The question of how to win at rock-paper-scissors has, believe it or not, plagued mathematicians and game theorists for some time.

While they previously had devised a theoretical answer to the question, an experiment by Zhijian Wang at Zhejiang University in China (PDF) that used real players has revealed an interesting wrinkle to the original theory.

In the experiment, Zhijian noticed that winning players tended to stick with their winning strategy, while losers tended to switch to the next strategy in the sequence of rock-paper-scissors, following what he calls “persistent cyclic flows.”

Here’s how it works in practice: Player A and Player B both start by using random strategies. If Player A uses rock and Player B uses paper, Player A loses. In the next round, Player A can assume that Player B will use paper again and should therefore use scissors to win. In the round after that, because Player B lost, Player A can assume that Player B will use the next strategy in the sequence — scissors — and Player A should then use rock, thus winning again.

If you take the game on a theoretical level, the most mathematically sound way to play rock-paper-scissors is by choosing your strategy at random. Because there are three outcomes — a win, a loss, or a tie — and each strategy has one other strategy that it can beat and one other strategy that can beat it, and we don’t care what strategy we win with, it makes the most sense to pick paper exactly one-third of the time, rock one-third of the time, and scissors one-third of the time. This is called the game’s Nash equilibrium.

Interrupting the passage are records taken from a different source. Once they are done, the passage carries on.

//! Display-side types: per-frame timing snapshots, screen geometry,
//! output resolutions, and the interface to the display device.

use serde::{Deserialize, Serialize};

use crate::error::DisplayError;
use crate::stereo::StereoMode;

// ---------------------------------------------------------------------------
// Display timing snapshot
// ---------------------------------------------------------------------------

/// Which stage of the hardware pipeline reported a display event.
#[derive(Copy, Clone, Debug, Default, PartialEq, Eq, Hash)]
pub enum DisplayEventType {
    /// No event received yet.
    #[default]
    None,
    /// A picture left the decoder.
    Decode,
    /// A picture was put on screen.
    Render,
    /// A type tag this crate does not know about.
    Unknown(u32),
}

impl DisplayEventType {
    pub fn from_raw(raw: u32) -> Self {
        match raw {
            0 => Self::None,
            1 => Self::Decode,
            2 => Self::Render,
            other => Self::Unknown(other),
        }
    }
}

/// Latest display timing reported by the hardware.
///
/// Timestamps are in microseconds. `record` is the per-session sequence
/// number assigned by the coordinator; it is `-1` until the first event.
#[derive(Copy, Clone, Debug, PartialEq, Eq)]
pub struct DisplayInfo {
    pub event: DisplayEventType,
    /// Presentation timestamp as reported by the hardware.
    pub raw_pts: i64,
    /// Sync-adjusted presentation timestamp.
    pub pts: i64,
    pub eos: bool,
    pub record: i64,
}

impl Default for DisplayInfo {
    fn default() -> Self {
        Self {
            event: DisplayEventType::None,
            raw_pts: 0,
            pts: 0,
            eos: false,
            record: -1,
        }
    }
}

impl DisplayInfo {
    /// Drift between the hardware clock and the corrected clock.
    pub fn drift(&self) -> i64 {
        self.raw_pts.saturating_sub(self.pts)
    }
}

// ---------------------------------------------------------------------------
// Geometry
// ---------------------------------------------------------------------------

/// Axis-aligned rectangle in screen or source pixels.
#[derive(Copy, Clone, Debug, Default, PartialEq, Serialize, Deserialize)]
pub struct Rect {
    pub x1: f32,
    pub y1: f32,
    pub x2: f32,
    pub y2: f32,
}

impl Rect {
    pub const fn new(x1: f32, y1: f32, x2: f32, y2: f32) -> Self {
        Self { x1, y1, x2, y2 }
    }

    pub fn width(&self) -> f32 {
        self.x2 - self.x1
    }

    pub fn height(&self) -> f32 {
        self.y2 - self.y1
    }

    pub fn is_empty(&self) -> bool {
        self.width() <= 0.0 || self.height() <= 0.0
    }
}

// ---------------------------------------------------------------------------
// Output resolutions
// ---------------------------------------------------------------------------

/// HDMI 3D output structure.
#[derive(Copy, Clone, Debug, PartialEq, Eq, Hash, Serialize, Deserialize)]
pub enum Display3dMode {
    SideBySide,
    TopBottom,
    FramePacking,
}

impl Display3dMode {
    /// Value written to the HDMI `3dmode` node.
    pub fn sysfs_value(self) -> i32 {
        match self {
            Self::SideBySide => 8,
            Self::TopBottom => 6,
            Self::FramePacking => 0,
        }
    }

    pub fn from_sysfs_value(value: i32) -> Option<Self> {
        match value {
            8 => Some(Self::SideBySide),
            6 => Some(Self::TopBottom),
            0 => Some(Self::FramePacking),
            _ => None,
        }
    }

    /// Bit in the per-mode 3D capability mask reported by the HDMI driver.
    pub fn capability_bit(self) -> u32 {
        match self {
            Self::FramePacking => 1,
            Self::SideBySide => 1 << 6,
            Self::TopBottom => 1 << 8,
        }
    }

    /// The output structure used to show a stereo layout, if any.
    pub fn for_stereo(mode: StereoMode) -> Option<Self> {
        match mode {
            StereoMode::SideBySide => Some(Self::SideBySide),
            StereoMode::TopBottom => Some(Self::TopBottom),
            StereoMode::Mvc => Some(Self::FramePacking),
            StereoMode::Off | StereoMode::Mono2d => None,
        }
    }
}

/// One display output mode.
#[derive(Clone, Debug, Default, PartialEq, Serialize, Deserialize)]
pub struct ResolutionInfo {
    pub width: u32,
    pub height: u32,
    pub screen_width: u32,
    pub screen_height: u32,
    pub refresh_rate: f32,
    pub interlaced: bool,
    pub mode_3d: Option<Display3dMode>,
    /// Subtitle baseline in pixels from the top.
    pub subtitle_line: u32,
    /// Human-readable label, e.g. `1920x1080 @ 60.00 - Full Screen`.
    pub label: String,
    /// Mode string exactly as reported by the device.
    pub id: String,
}

impl ResolutionInfo {
    /// Whether this mode runs at (approximately) the given frame rate.
    pub fn matches_rate(&self, fps: f32) -> bool {
        (self.refresh_rate - fps).abs() < 0.5
    }
}

// ---------------------------------------------------------------------------
// Collaborator traits
// ---------------------------------------------------------------------------

/// The display device: output mode, HDMI 3D structure, fractional rates.
///
/// Implementations are called from the coordinator's public methods, never
/// from the hardware callback thread.
pub trait DisplayNegotiator: Send + Sync {
    /// The mode the display is currently driven at.
    fn native_resolution(&self) -> Option<ResolutionInfo>;

    /// Switch the display to the mode closest to `res`.
    fn set_native_resolution(&self, res: &ResolutionInfo) -> Result<(), DisplayError>;

    /// 3D structures the display accepts at its current mode.
    fn supported_3d_modes(&self) -> Vec<Display3dMode>;

    /// The 3D structure currently active, if any.
    fn current_3d_mode(&self) -> Option<Display3dMode>;

    /// Enter (`Some`) or leave (`None`) HDMI 3D output.
    fn set_3d_mode(&self, mode: Option<Display3dMode>) -> Result<(), DisplayError>;

    /// Select fractional (23.976 Hz-class) instead of integer refresh rates.
    fn set_fractional_rate(&self, enable: bool) -> Result<(), DisplayError>;
}

/// Receives on-screen geometry changes from the renderer.
pub trait RenderRectListener: Send + Sync {
    fn render_rect_changed(&self, src: Rect, dest: Rect);
}

/// Display negotiator for headless use: reports nothing, accepts everything.
#[derive(Debug, Default)]
pub struct NullDisplay;

impl DisplayNegotiator for NullDisplay {
    fn native_resolution(&self) -> Option<ResolutionInfo> {
        None
    }

    fn set_native_resolution(&self, _res: &ResolutionInfo) -> Result<(), DisplayError> {
        Ok(())
    }

    fn supported_3d_modes(&self) -> Vec<Display3dMode> {
        Vec::new()
    }

    fn current_3d_mode(&self) -> Option<Display3dMode> {
        None
    }

    fn set_3d_mode(&self, _mode: Option<Display3dMode>) -> Result<(), DisplayError> {
        Ok(())
    }

    fn set_fractional_rate(&self, _enable: bool) -> Result<(), DisplayError> {
        Ok(())
    }
}

#[cfg(test)]
mod tests {
    use super::*;

    #[test]
    fn display_info_starts_before_first_record() {
        let info = DisplayInfo::default();
        assert_eq!(info.record, -1);
        assert_eq!(info.event, DisplayEventType::None);
        assert!(!info.eos);
    }

    #[test]
    fn event_types() {
        assert_eq!(DisplayEventType::from_raw(1), DisplayEventType::Decode);
        assert_eq!(DisplayEventType::from_raw(2), DisplayEventType::Render);
        assert_eq!(DisplayEventType::from_raw(7), DisplayEventType::Unknown(7));
    }

    #[test]
    fn rect_size() {
        let r = Rect::new(0.0, 0.0, 1920.0, 1080.0);
        assert_eq!(r.width(), 1920.0);
        assert_eq!(r.height(), 1080.0);
        assert!(!r.is_empty());
        assert!(Rect::default().is_empty());
    }

    #[test]
    fn sysfs_values_round_trip_through_lookup() {
        assert_eq!(Display3dMode::SideBySide.sysfs_value(), 8);
        assert_eq!(Display3dMode::from_sysfs_value(6), Some(Display3dMode::TopBottom));
        assert_eq!(Display3dMode::from_sysfs_value(-1), None);
    }

    #[test]
    fn stereo_to_output_structure() {
        assert_eq!(
            Display3dMode::for_stereo(StereoMode::Mvc),
            Some(Display3dMode::FramePacking)
        );
        assert_eq!(Display3dMode::for_stereo(StereoMode::Mono2d), None);
    }
}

While the Nash Equilibrium should be the best strategy in real life, Zhijian found a decidedly different pattern when he and some other researchers recruited 72 students to play the game. They divided the students into 12 groups of six players and had them each play 300 rounds of rock-paper-scissors against each other. Zhijian also added a payout in proportion to the number of victories.

When Zhijian reviewed the results he found that students chose each strategy close to one third of the time, suggesting the Nash Equilibrium theory. However, when he looked closer, he noticed a more unusual pattern.

The pattern that Zhijian discovered — winners repeating their strategy and losers moving to the next strategy in the sequence — is called a “conditional response” in game theory. The researchers have theorised that the response may be hard-wired into the brain, a question they intend to investigate with further experiments.

For now, Zhijian suggests that exploiting the knowledge that most people use the conditional strategy may result in winning a lot more games of rock-paper-scissors.